Uma rede de relações de abuso chancela o drama, baseado na vida real, Os olhos de Tammy Faye — a estreia de hoje, no streaming do Star +. No filme, que recria o cotidiano da evangelista midiática Tammy, há abuso dentro da relação mantida com o público de tevê (que embarca em barbaridades, sob o escudo da fé), e ainda com o parceiro de crime de Tammy (e, aqui, a expressão norte-americana para união nunca fez tão perfeito sentido).
Tendo como grande chamariz o Oscar vencido pela atriz Jessica Chastain, habilitada a encarnar diversas fases da vida de Tammy, o longa assinado por Michael Showalter, de verdade, não avança, nemnhuma casinha, em termos de linguagem de cinema. Ao contrário, é daquelas biografias muito quadradas, e que segue modelo imperante nos anos de 1980, período do auge da fama de Tammy e do marido Jim Bakker (interpretado pelo múltiplo ator Andrew Garfield, astro do recente tick tick... BOOM!).
Adaptação de um documentário exibido há 22 anos no Festival de Sundance, o longa tem roteiro de Abe Sylvia, e, na estrutura, lembra Eu, Tonya (2017), sobre a patinadora Tonya Harding, com teor de escândalo e incredulidade. Em muito, a trajetória de Tammy faz lembrar a jornada do personagem de Robert Duvall, em O apóstolo (1997), que nos anos de 1940, pregava, via ondas do rádio. Mas, o império reluzente e enganador do casal Bakker é infinitamente mais nocivo.
Na captura de uma personalidade que oscila entre a ingenuidade e o patético, Jessica Chastain coletou do prêmio do Sindicato dos Atores (SAG) à Concha de Prata de melhor atriz em San Sebastián, passando pelo Oscar. A caracterização da apresentadora gospel que, num turbilhão de acontecimentos públicos e pessoais, investe na redescobre da fé em si, deve muito à maquiagem e aos penteados (da equipe vencedora do Oscar e, no passado, atrelada a filmes de heróis e ao terror Mama).
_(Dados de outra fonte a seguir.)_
//! Routines: resumable units of work.

use super::Task;
use crate::error::{NodeFault, TaskError};
use std::any::{type_name, Any};
use std::fmt;

/// A boxed routine, the unit every hook and transition step hands back.
pub type BoxRoutine = Box<dyn Routine>;

/// A resumable computation.
///
/// Each call to [`resume`](Routine::resume) runs the routine up to its next
/// suspension point and returns what it is waiting on, or `None` once it has
/// finished.
pub trait Routine {
    fn resume(&mut self) -> Result<Option<Yield>, TaskError>;
}

/// Something a task can wait on until it reports done.
pub trait Waitable {
    fn is_done(&self) -> bool;
}

/// What a routine is suspended on.
pub enum Yield {
    /// Resume on the next tick.
    Tick,
    /// Resume once the nested task stops running.
    Task(Task),
    /// Run the nested routine to completion first.
    Routine(BoxRoutine),
    /// Resume once the handle reports done.
    Wait(Box<dyn Waitable>),
    /// Anything else. Tasks fault with [`TaskError::UnsupportedYieldKind`].
    Other {
        kind: &'static str,
        value: Box<dyn Any>,
    },
}

impl Yield {
    pub fn routine(routine: impl Routine + 'static) -> Self {
        Self::Routine(Box::new(routine))
    }

    pub fn wait(handle: impl Waitable + 'static) -> Self {
        Self::Wait(Box::new(handle))
    }

    pub fn other<T: Any>(value: T) -> Self {
        Self::Other {
            kind: type_name::<T>(),
            value: Box::new(value),
        }
    }
}

impl fmt::Debug for Yield {
    fn fmt(&self, f: &mut fmt::Formatter<'_>) -> fmt::Result {
        match self {
            Self::Tick => f.write_str("Tick"),
            Self::Task(task) => f.debug_tuple("Task").field(&task.state()).finish(),
            Self::Routine(_) => f.write_str("Routine"),
            Self::Wait(_) => f.write_str("Wait"),
            Self::Other { kind, .. } => f.debug_struct("Other").field("kind", kind).finish(),
        }
    }
}

struct Done;

impl Routine for Done {
    fn resume(&mut self) -> Result<Option<Yield>, TaskError> {
        Ok(None)
    }
}

/// A routine that finishes without suspending.
pub fn done() -> BoxRoutine {
    Box::new(Done)
}

struct Ticks(usize);

impl Routine for Ticks {
    fn resume(&mut self) -> Result<Option<Yield>, TaskError> {
        if self.0 == 0 {
            return Ok(None);
        }
        self.0 -= 1;
        Ok(Some(Yield::Tick))
    }
}

/// A routine that suspends for `count` ticks.
pub fn ticks(count: usize) -> BoxRoutine {
    Box::new(Ticks(count))
}

struct Fail(Option<TaskError>);

impl Routine for Fail {
    fn resume(&mut self) -> Result<Option<Yield>, TaskError> {
        match self.0.take() {
            Some(error) => Err(error),
            None => Ok(None),
        }
    }
}

/// A routine that faults on its first resume.
pub fn fail(error: impl Into<TaskError>) -> BoxRoutine {
    Box::new(Fail(Some(error.into())))
}

/// Shorthand for a routine failing with a plain message.
pub fn fault(message: impl Into<String>) -> BoxRoutine {
    fail(NodeFault::new(message))
}

struct FromFn<F>(F);

impl<F> Routine for FromFn<F>
where
    F: FnMut() -> Result<Option<Yield>, TaskError>,
{
    fn resume(&mut self) -> Result<Option<Yield>, TaskError> {
        (self.0)()
    }
}

/// Build a routine from a closure called on every resume.
pub fn from_fn<F>(f: F) -> BoxRoutine
where
    F: FnMut() -> Result<Option<Yield>, TaskError> + 'static,
{
    Box::new(FromFn(f))
}

/// Suspend tick by tick until `condition` holds.
pub fn wait_until<F>(mut condition: F) -> BoxRoutine
where
    F: FnMut() -> bool + 'static,
{
    from_fn(move || Ok((!condition()).then_some(Yield::Tick)))
}

/// Suspend until `handle` reports done.
pub fn wait_for(handle: impl Waitable + 'static) -> BoxRoutine {
    let mut handle = Some(handle);
    from_fn(move || Ok(handle.take().map(Yield::wait)))
}

struct Sequence(std::vec::IntoIter<BoxRoutine>);

impl Routine for Sequence {
    fn resume(&mut self) -> Result<Option<Yield>, TaskError> {
        Ok(self.0.next().map(Yield::Routine))
    }
}

/// Run routines one after another.
pub fn sequence(routines: Vec<BoxRoutine>) -> BoxRoutine {
    Box::new(Sequence(routines.into_iter()))
}

#[cfg(test)]
mod tests {
    use super::*;

    fn ticks_until_done(routine: BoxRoutine) -> usize {
        let mut task = Task::new(routine);
        let mut ticks = 0;
        while task.advance().unwrap() {
            ticks += 1;
        }
        ticks
    }

    #[test]
    fn done_takes_no_ticks() {
        assert_eq!(ticks_until_done(done()), 0);
    }

    #[test]
    fn ticks_suspends_exactly_n_times() {
        assert_eq!(ticks_until_done(ticks(3)), 3);
    }

    #[test]
    fn sequence_adds_up() {
        assert_eq!(
            ticks_until_done(sequence(vec![ticks(1), done(), ticks(2)])),
            3
        );
    }

    #[test]
    fn wait_until_polls_each_tick() {
        let mut remaining = 2;
        let routine = wait_until(move || {
            remaining -= 1;
            remaining < 0
        });
        assert_eq!(ticks_until_done(routine), 2);
    }

    #[test]
    fn other_records_type_name() {
        let yielded = Yield::other(7_u32);
        assert!(matches!(yielded, Yield::Other { kind: "u32", .. }));
    }
}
Numa ode de reverência à prosperidade (prioritariamente individual), Tammy, sempre com a voz esganiçada, é uma prova do esbanjar de talento de Jessica Chastain, que canta e atua, em tom maior, num filme muito menor. Nome de peso no elenco, Cherry Jones (de Succession e The handmaid´s tale) incorpora a sisuda mãe de Tammy, Rachel, com enorme convencimento. Entre fraudes e alianças deploráveis de bastidores do The PTL Club, que comandava ao lado de Jim, Tammy esbarra numa louvável gana por reconstrução de dignidade. Morta em 2007, Tammy, num mar de hipocrisia, se teve grande valor, foi o de destroçar alas mais conservadoras da Igreja, desmascarando, em rede nacional, tabus em campanhas que dirimiram preconceitos contra a homossexualidade e expunham informações importantes que alcançavam até a disfunção erétil.